Newsletter

The Strawberry Problem

"How many 'r's' in strawberry?" - GPT-4o answers "two," a six-year-old knows it is three. The problem is tokenization: the model sees [str][aw][berry], not letters. OpenAI didn't solve it with o1-it got around it by teaching the model to "think before you speak." Result: 83% vs. 13% in Math Olympiad, but 30 seconds instead of 3 and triple the cost. Language models are extraordinary probabilistic tools-but you still need a human to count.

From the "Strawberry" Problem to Model o1: How OpenAI Solved (Partially) the Limit of Tokenization

In the summer of 2024, a viral internet meme embarrassed the world's most advanced language models: "How many 'r's' are in the word 'strawberry'?" The correct answer is three, but GPT-4o stubbornly answered "two." A seemingly trivial error that revealed a fundamental limitation of language models: their inability to analyze individual letters within words.

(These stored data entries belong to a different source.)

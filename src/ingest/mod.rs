//! Package ingestion: where the files of a package come from
//!
//! The processor never touches the file system directly. It enumerates
//! and reads files through a [`PackageSource`]:
//!
//! - [`DirectoryPackage`]: a directory tree on disk, walked with `walkdir`
//! - [`MemoryPackage`]: files held in memory, for embedding and tests
//!
//! File identities are package-relative and always use `/`.

use crate::source::FileId;
use crate::{LictraceError, LictraceResult};
use std::collections::BTreeMap;
use std::path::{Path, PathBuf};
use tracing::warn;
use walkdir::WalkDir;

pub trait PackageSource: Send + Sync {
    /// Human-readable package name for logs
    fn name(&self) -> String;

    /// Enumerate every file of the package. Enumeration is lazy so a
    /// cancelled run stops walking.
    fn files(&self) -> Box<dyn Iterator<Item = FileId> + '_>;

    /// Read a file as lines without terminators
    fn read_lines(&self, file: &FileId) -> LictraceResult<Vec<String>>;
}

/// Split text into lines, accepting `\n` and `\r\n`
fn split_lines(text: &str) -> Vec<String> {
    text.lines().map(str::to_string).collect()
}

// ─── Directory ──────────────────────────────────────────────────────

#[derive(Debug, Clone)]
pub struct DirectoryPackage {
    root: PathBuf,
}

impl DirectoryPackage {
    pub fn new(root: impl Into<PathBuf>) -> LictraceResult<Self> {
        let root = root.into();
        if !root.is_dir() {
            return Err(LictraceError::PackageError(format!(
                "{} is not a directory",
                root.display()
            )));
        }
        Ok(Self { root })
    }

    pub fn root(&self) -> &Path {
        &self.root
    }

    fn relative_id(&self, path: &Path) -> Option<FileId> {
        let rel = path.strip_prefix(&self.root).ok()?;
        Some(FileId::parse(&rel.to_string_lossy()))
    }
}

impl PackageSource for DirectoryPackage {
    fn name(&self) -> String {
        self.root.display().to_string()
    }

    fn files(&self) -> Box<dyn Iterator<Item = FileId> + '_> {
        Box::new(
            WalkDir::new(&self.root)
                .sort_by_file_name()
                .into_iter()
                .filter_map(|entry| match entry {
                    Ok(entry) => Some(entry),
                    Err(e) => {
                        warn!("Skipping unreadable entry: {}", e);
                        None
                    }
                })
                .filter(|entry| entry.file_type().is_file())
                .filter_map(move |entry| self.relative_id(entry.path())),
        )
    }

    fn read_lines(&self, file: &FileId) -> LictraceResult<Vec<String>> {
        let bytes = std::fs::read(self.root.join(file.to_string()))?;
        // Older sources are often Latin-1; keep going rather than fail
        Ok(split_lines(&String::from_utf8_lossy(&bytes)))
    }
}

// ─── Memory ─────────────────────────────────────────────────────────

/// In-memory package; files enumerate in path order
#[derive(Debug, Clone, Default)]
pub struct MemoryPackage {
    name: String,
    files: BTreeMap<FileId, Vec<String>>,
}

impl MemoryPackage {
    pub fn new(name: impl Into<String>) -> Self {
        Self {
            name: name.into(),
            files: BTreeMap::new(),
        }
    }

    pub fn with_file(mut self, path: &str, content: &str) -> Self {
        self.add_file(path, content);
        self
    }

    pub fn add_file(&mut self, path: &str, content: &str) {
        self.files.insert(FileId::parse(path), split_lines(content));
    }

    pub fn len(&self) -> usize {
        self.files.len()
    }

    pub fn is_empty(&self) -> bool {
        self.files.is_empty()
    }
}

impl PackageSource for MemoryPackage {
    fn name(&self) -> String {
        self.name.clone()
    }

    fn files(&self) -> Box<dyn Iterator<Item = FileId> + '_> {
        Box::new(self.files.keys().cloned())
    }

    fn read_lines(&self, file: &FileId) -> LictraceResult<Vec<String>> {
        self.files
            .get(file)
            .cloned()
            .ok_or_else(|| LictraceError::PackageError(format!("no such file: {}", file)))
    }
}
//! An ordered two-field tuple.

use std::mem;

/// Two independently owned values.
///
/// Equality is structural and ordering is lexicographic: `first` decides, `second` breaks ties.
/// The remaining comparison operators follow from `PartialEq` and `PartialOrd`.
#[derive(Clone, Copy, Debug, Default, PartialEq, Eq, PartialOrd, Ord, Hash)]
pub struct Pair<K, V> {
    pub first: K,
    pub second: V,
}

impl<K, V> Pair<K, V> {
    pub fn new(first: K, second: V) -> Self {
        Pair { first, second }
    }

    /// Exchanges both fields with `other`.
    pub fn swap(&mut self, other: &mut Self) {
        mem::swap(&mut self.first, &mut other.first);
        mem::swap(&mut self.second, &mut other.second);
    }

    pub fn into_tuple(self) -> (K, V) {
        (self.first, self.second)
    }
}

impl<K, V> From<(K, V)> for Pair<K, V> {
    fn from((first, second): (K, V)) -> Self {
        Pair { first, second }
    }
}

impl<K, V> From<Pair<K, V>> for (K, V) {
    fn from(pair: Pair<K, V>) -> Self {
        pair.into_tuple()
    }
}

pub fn make_pair<K, V>(first: K, second: V) -> Pair<K, V> {
    Pair::new(first, second)
}

#[cfg(test)]
mod tests {
    use super::*;

    #[test]
    fn orders_by_first_then_second() {
        assert!(make_pair(1, 9) < make_pair(2, 0));
        assert!(make_pair(2, 1) < make_pair(2, 3));
        assert!(make_pair(2, 3) >= make_pair(2, 3));
        assert!(make_pair("b", 0) > make_pair("a", 7));
    }

    #[test]
    fn equality_needs_both_fields() {
        assert_eq!(make_pair(1, 'a'), Pair::from((1, 'a')));
        assert_ne!(make_pair(1, 'a'), make_pair(1, 'b'));
        assert_ne!(make_pair(0, 'a'), make_pair(1, 'a'));
    }

    #[test]
    fn swap_exchanges_fields() {
        let mut a = make_pair(String::from("a"), 1);
        let mut b = make_pair(String::from("b"), 2);
        a.swap(&mut b);
        assert_eq!(a.into_tuple(), (String::from("b"), 2));
        assert_eq!(<(String, i32)>::from(b), (String::from("a"), 1));
    }
}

On September 12, 2024, OpenAI released o1-internally known by the codename "Strawberry"-the first model in the new series of "reasoning models" designed specifically to overcome these kinds of limitations. And yes, the name is not accidental: as an OpenAI researcher confirmed, o1 finally can correctly count the 'r's in "strawberry."

But the solution is not what the original article envisioned. OpenAI did not "teach" the model to analyze words letter by letter. Instead, it developed a completely different approach: teaching the model to "reason" before responding.

The Counting Problem: Why Models Get It Wrong

The problem remains rooted in tokenization-the fundamental process by which language models process text. As explained in a technical paper published in arXiv in May 2025 ("The Strawberry Problem: Emergence of Character-level Understanding in Tokenized Language Models"), the models see words not as sequences of letters but as "tokens"-units of meaning converted into numbers.

When GPT-4 processes the word "strawberry," its tokenizer divides it into three parts: [str][aw][berry], each with a specific numeric ID (496, 675, 15717). For the model, "strawberry" is not a sequence of 10 letters but a sequence of 3 numeric tokens. It is as if he is reading a book where each word is replaced by a code-and then someone asks him to count the letters in a code he has never seen written down.

The problem is compounded with compound words. "Timekeeper" is broken into separate tokens, making it impossible for the model to determine the exact position of letters without an explicit reasoning process. Fragmentation affects not only letter counting but also the understanding of the internal structure of words.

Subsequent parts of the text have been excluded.